Tratava-se de um trabalho mecânico de
combinatórias, de cifração e decifração a que a
cópia e o ditado correspondiam como estratégias de aquisição formal.
Tinha como objectivo uma produção sem
erros ortográficos e respeitadora de cânones e
estereotipos vazados em redacções sobre as
férias, as estações do ano ou, recuando no
tempo, sobre animais domésticos, sobre a pátria, tudo de acordo com as propostas dos manuais vigentes.
A iniciação na escrita foi predominantemente entendida nos programas escolares
como uma sequência pré-determinada de actividades a realizar pelo aprendiz, sequência
que lhe permitiria um conjunto hierarquizado
de aquisições.
A partir do início da década de oitenta, o
trabalho de muitos investigadores, sobretudo
anglosaxónicos, veio, porém, a caracterizar a
aprendizagem da escrita como um processo
complexo, global, holístico-construtivo e assente numa prática dialógica.
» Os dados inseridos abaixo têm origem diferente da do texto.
//! Channel families and their interface parameters
//!
//! Every bus belongs to one of a closed set of families. The family decides
//! which bitrates are legal, which bitrate a fresh bus starts at, and which
//! channel factory opens the live channel.

use std::fmt;

use serde::{Deserialize, Serialize};

use crate::error::TreeError;

/// Separator used when joining interface parameters into a display name
pub const PARAM_SEPARATOR: &str = " - ";

/// Kind of channel a bus opens
#[derive(Debug, Clone, Copy, PartialEq, Eq, Hash, Serialize, Deserialize)]
pub enum BusFamily {
    /// CAN bus (SocketCAN, PCAN, ...)
    Can,
    /// SunSpec Modbus over a serial port
    SunSpec,
}

const CAN_BITRATES: &[(u32, &str)] = &[
    (1_000_000, "1 MBit/s"),
    (500_000, "500 kBit/s"),
    (250_000, "250 kBit/s"),
    (125_000, "125 kBit/s"),
];

const SUNSPEC_BITRATES: &[(u32, &str)] = &[(9600, "9600 Bit/s")];

impl BusFamily {
    /// All families, in the order their placeholders appear in the tree
    pub const ALL: [BusFamily; 2] = [BusFamily::Can, BusFamily::SunSpec];

    /// Human-readable type string
    pub fn type_string(&self) -> &'static str {
        match self {
            Self::Can => "CAN",
            Self::SunSpec => "SunSpec",
        }
    }

    /// Legal bitrates and their labels, in display order
    pub fn bitrates(&self) -> &'static [(u32, &'static str)] {
        match self {
            Self::Can => CAN_BITRATES,
            Self::SunSpec => SUNSPEC_BITRATES,
        }
    }

    /// Bitrate a fresh bus starts at
    pub fn default_bitrate(&self) -> u32 {
        match self {
            Self::Can => 500_000,
            Self::SunSpec => 9600,
        }
    }

    /// Label for a bitrate, if it is legal for this family
    pub fn bitrate_label(&self, bitrate: u32) -> Option<&'static str> {
        self.bitrates()
            .iter()
            .find(|(rate, _)| *rate == bitrate)
            .map(|(_, label)| *label)
    }

    /// Bitrate for a display label, if it is legal for this family
    pub fn bitrate_for_label(&self, label: &str) -> Option<u32> {
        self.bitrates()
            .iter()
            .find(|(_, l)| *l == label)
            .map(|(rate, _)| *rate)
    }

    /// Comma separated list of legal labels, for error messages
    pub fn legal_bitrates(&self) -> String {
        self.bitrates()
            .iter()
            .map(|(_, label)| *label)
            .collect::<Vec<_>>()
            .join(", ")
    }

    /// Validate a bitrate against the family table
    pub fn check_bitrate(&self, bitrate: u32) -> Result<u32, TreeError> {
        match self.bitrate_label(bitrate) {
            Some(_) => Ok(bitrate),
            None => Err(TreeError::InvalidBitrate {
                requested: bitrate.to_string(),
                legal: self.legal_bitrates(),
            }),
        }
    }
}

impl fmt::Display for BusFamily {
    fn fmt(&self, f: &mut fmt::Formatter<'_>) -> fmt::Result {
        f.write_str(self.type_string())
    }
}

/// Parameters identifying the interface a bus opens
#[derive(Debug, Clone, PartialEq, Eq, Hash, Serialize, Deserialize)]
pub enum InterfaceParams {
    /// A CAN channel on a given driver interface
    Can {
        /// Driver interface, e.g. `socketcan` or `pcan`
        interface: String,
        /// Channel name, e.g. `can0` or `PCAN_USBBUS1`
        channel: String,
    },
    /// A serial port
    Serial {
        /// Port path, e.g. `/dev/ttyUSB0` or `COM3`
        port: String,
    },
}

impl InterfaceParams {
    /// Build CAN parameters
    pub fn can(interface: impl Into<String>, channel: impl Into<String>) -> Self {
        Self::Can {
            interface: interface.into(),
            channel: channel.into(),
        }
    }

    /// Build serial parameters
    pub fn serial(port: impl Into<String>) -> Self {
        Self::Serial { port: port.into() }
    }

    /// Build parameters for a family from a raw parameter list
    ///
    /// CAN takes `[interface, channel]`, SunSpec takes `[port]`. Missing or
    /// extra parameters are rejected.
    pub fn from_parts(family: BusFamily, parts: &[String]) -> Result<Self, TreeError> {
        let expected = match family {
            BusFamily::Can => 2,
            BusFamily::SunSpec => 1,
        };
        if parts.len() > expected {
            return Err(TreeError::InvalidParams(format!(
                "extra device parameters passed: {:?}",
                &parts[expected..]
            )));
        }
        if parts.len() < expected {
            return Err(TreeError::InvalidParams(format!(
                "{} bus needs {} parameter(s), got {}",
                family,
                expected,
                parts.len()
            )));
        }
        Ok(match family {
            BusFamily::Can => Self::can(parts[0].clone(), parts[1].clone()),
            BusFamily::SunSpec => Self::serial(parts[0].clone()),
        })
    }

    /// Parameters as an ordered list
    pub fn parts(&self) -> Vec<&str> {
        match self {
            Self::Can { interface, channel } => vec![interface.as_str(), channel.as_str()],
            Self::Serial { port } => vec![port.as_str()],
        }
    }

    /// Parameters joined into a single identity string
    pub fn unique(&self) -> String {
        self.parts().join(PARAM_SEPARATOR)
    }

    /// Family these parameters belong to
    pub fn family(&self) -> BusFamily {
        match self {
            Self::Can { .. } => BusFamily::Can,
            Self::Serial { .. } => BusFamily::SunSpec,
        }
    }
}

/// One entry of a discovery snapshot
///
/// Records without parameters become the permanent offline placeholders.
#[derive(Debug, Clone, PartialEq, Eq, Serialize, Deserialize)]
pub struct BusRecord {
    /// Family of the bus
    pub family: BusFamily,
    /// Interface parameters, `None` for a placeholder
    pub params: Option<InterfaceParams>,
}

impl BusRecord {
    /// Record for a real interface
    pub fn new(params: InterfaceParams) -> Self {
        Self {
            family: params.family(),
            params: Some(params),
        }
    }

    /// Record for an always-offline placeholder
    pub fn placeholder(family: BusFamily) -> Self {
        Self {
            family,
            params: None,
        }
    }

    /// One placeholder per family
    pub fn placeholders() -> Vec<Self> {
        BusFamily::ALL.iter().map(|f| Self::placeholder(*f)).collect()
    }

    /// Check if this is a placeholder record
    pub fn is_placeholder(&self) -> bool {
        self.params.is_none()
    }
}

#[cfg(test)]
mod tests {
    use super::*;

    #[test]
    fn test_can_bitrate_table() {
        let family = BusFamily::Can;
        assert_eq!(family.default_bitrate(), 500_000);
        assert_eq!(family.bitrate_label(250_000), Some("250 kBit/s"));
        assert_eq!(family.bitrate_for_label("1 MBit/s"), Some(1_000_000));
        assert_eq!(family.bitrate_label(999), None);
        assert_eq!(
            family.legal_bitrates(),
            "1 MBit/s, 500 kBit/s, 250 kBit/s, 125 kBit/s"
        );
    }

    #[test]
    fn test_check_bitrate_rejects_unknown() {
        let err = BusFamily::SunSpec.check_bitrate(19200).unwrap_err();
        assert!(matches!(err, TreeError::InvalidBitrate { .. }));
        assert!(err.to_string().contains("9600 Bit/s"));
    }

    #[test]
    fn test_params_from_parts() {
        let parts = vec!["socketcan".to_string(), "can0".to_string()];
        let params = InterfaceParams::from_parts(BusFamily::Can, &parts).unwrap();
        assert_eq!(params.unique(), "socketcan - can0");
        assert_eq!(params.family(), BusFamily::Can);
    }

    #[test]
    fn test_params_reject_extra() {
        let parts = vec![
            "socketcan".to_string(),
            "can0".to_string(),
            "oops".to_string(),
        ];
        let err = InterfaceParams::from_parts(BusFamily::Can, &parts).unwrap_err();
        assert!(err.to_string().contains("extra device parameters"));

        let err = InterfaceParams::from_parts(BusFamily::SunSpec, &[]).unwrap_err();
        assert!(matches!(err, TreeError::InvalidParams(_)));
    }

    #[test]
    fn test_placeholders_one_per_family() {
        let records = BusRecord::placeholders();
        assert_eq!(records.len(), 2);
        assert!(records.iter().all(BusRecord::is_placeholder));
        assert_eq!(records[0].family, BusFamily::Can);
        assert_eq!(records[1].family, BusFamily::SunSpec);
    }
}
Escrever é uma tarefa de resolução de problemas, constitui uma tentativa continuada de
descobrir o que se quer dizer e desenvolve-se
num trabalho comunicativo de interacção
social.
Do que se trata, hoje, é de propiciar contextos que constituam convite à comunicação
desbloqueada, recebendo-se os diversos processos e intencionalidades dos alunos, ajudandoos e ajudando-se estes, entre si, a descobrir o
que querem dizer.
A revisão do já escrito é uma tarefa que
permanentemente se pode reiniciar, porque
qualquer escrito é passível de ilimitadas reformulações: escrever é reescrever. Para alguns,
Deus (a perfeição) está na reescrita!
Segundo Niza, S. (1989) «Impõe-se um espaço de liberdade negocial no interior da escola para que os temas, os motivos, os ritmos
de produção e as suas finalidades surjam de
um acordo em cooperação que garanta a motivação intrínseca da escrita. Assim, poderá
tornar-se gratificante o processo de desenvolvimento e regulação dos escritos, porque estes
surgem como conquista permanente de novos
sentidos e potencialidades para a escrita, por
oposição a velhos processos de constrangimento e insucessos constantes.» (p. 3)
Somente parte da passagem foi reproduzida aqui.